→ **Problem to work on**: Filter out every line below that lacks "nodes", and copy the rest.

→ **Data provided**:
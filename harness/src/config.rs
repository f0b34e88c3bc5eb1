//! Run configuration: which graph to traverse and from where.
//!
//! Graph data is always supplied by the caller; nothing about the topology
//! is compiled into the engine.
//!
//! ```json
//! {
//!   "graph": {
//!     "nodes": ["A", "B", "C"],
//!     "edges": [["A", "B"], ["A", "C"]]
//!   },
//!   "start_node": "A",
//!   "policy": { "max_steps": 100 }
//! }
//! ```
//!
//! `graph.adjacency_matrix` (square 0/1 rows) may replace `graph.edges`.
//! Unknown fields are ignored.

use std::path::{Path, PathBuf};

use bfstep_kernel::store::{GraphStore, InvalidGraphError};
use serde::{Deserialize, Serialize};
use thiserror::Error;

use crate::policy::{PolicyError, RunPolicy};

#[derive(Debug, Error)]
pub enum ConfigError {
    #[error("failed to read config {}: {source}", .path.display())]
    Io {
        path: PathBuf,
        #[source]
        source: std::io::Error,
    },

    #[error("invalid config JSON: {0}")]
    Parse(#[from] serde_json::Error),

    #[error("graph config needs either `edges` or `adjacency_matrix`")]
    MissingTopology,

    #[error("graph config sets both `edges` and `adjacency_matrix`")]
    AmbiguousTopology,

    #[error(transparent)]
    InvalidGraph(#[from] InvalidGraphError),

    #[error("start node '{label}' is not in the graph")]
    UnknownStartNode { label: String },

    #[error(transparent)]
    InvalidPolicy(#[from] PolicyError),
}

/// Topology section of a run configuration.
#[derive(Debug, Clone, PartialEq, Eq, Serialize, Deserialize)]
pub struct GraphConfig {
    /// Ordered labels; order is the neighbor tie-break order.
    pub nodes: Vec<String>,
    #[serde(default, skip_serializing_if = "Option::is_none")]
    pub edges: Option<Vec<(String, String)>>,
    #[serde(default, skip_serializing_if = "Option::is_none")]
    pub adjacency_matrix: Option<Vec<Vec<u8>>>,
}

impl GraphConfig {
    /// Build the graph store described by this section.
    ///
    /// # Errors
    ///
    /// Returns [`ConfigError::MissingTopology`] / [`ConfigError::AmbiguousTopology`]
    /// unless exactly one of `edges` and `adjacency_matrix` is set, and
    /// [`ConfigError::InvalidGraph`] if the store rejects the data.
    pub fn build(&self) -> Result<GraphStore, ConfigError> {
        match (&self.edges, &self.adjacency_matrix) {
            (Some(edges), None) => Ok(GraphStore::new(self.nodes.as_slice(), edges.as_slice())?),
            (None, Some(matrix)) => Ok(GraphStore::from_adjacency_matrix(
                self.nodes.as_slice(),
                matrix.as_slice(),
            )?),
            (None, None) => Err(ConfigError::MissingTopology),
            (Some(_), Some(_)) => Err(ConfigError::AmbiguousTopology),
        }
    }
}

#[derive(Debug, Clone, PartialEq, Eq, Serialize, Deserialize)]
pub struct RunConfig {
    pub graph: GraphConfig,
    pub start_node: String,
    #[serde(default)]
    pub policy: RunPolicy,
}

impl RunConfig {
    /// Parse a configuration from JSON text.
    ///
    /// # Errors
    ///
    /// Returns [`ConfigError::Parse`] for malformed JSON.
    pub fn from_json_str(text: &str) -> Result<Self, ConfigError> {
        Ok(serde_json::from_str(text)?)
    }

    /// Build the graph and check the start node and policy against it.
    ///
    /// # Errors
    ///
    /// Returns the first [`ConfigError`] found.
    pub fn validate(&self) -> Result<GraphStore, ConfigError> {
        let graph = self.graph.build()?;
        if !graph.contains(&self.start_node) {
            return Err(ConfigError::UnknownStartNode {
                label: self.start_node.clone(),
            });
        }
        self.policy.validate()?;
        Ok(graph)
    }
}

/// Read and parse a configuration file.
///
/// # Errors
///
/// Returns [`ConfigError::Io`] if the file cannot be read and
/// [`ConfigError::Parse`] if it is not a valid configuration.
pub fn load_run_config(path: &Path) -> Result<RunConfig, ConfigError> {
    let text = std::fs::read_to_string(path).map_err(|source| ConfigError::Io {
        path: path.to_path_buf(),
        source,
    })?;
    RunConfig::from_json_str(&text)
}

→ **Solution to this task**:
//!     "nodes": ["A", "B", "C"],
    pub nodes: Vec<String>,
            (Some(edges), None) => Ok(GraphStore::new(self.nodes.as_slice(), edges.as_slice())?),
                self.nodes.as_slice(),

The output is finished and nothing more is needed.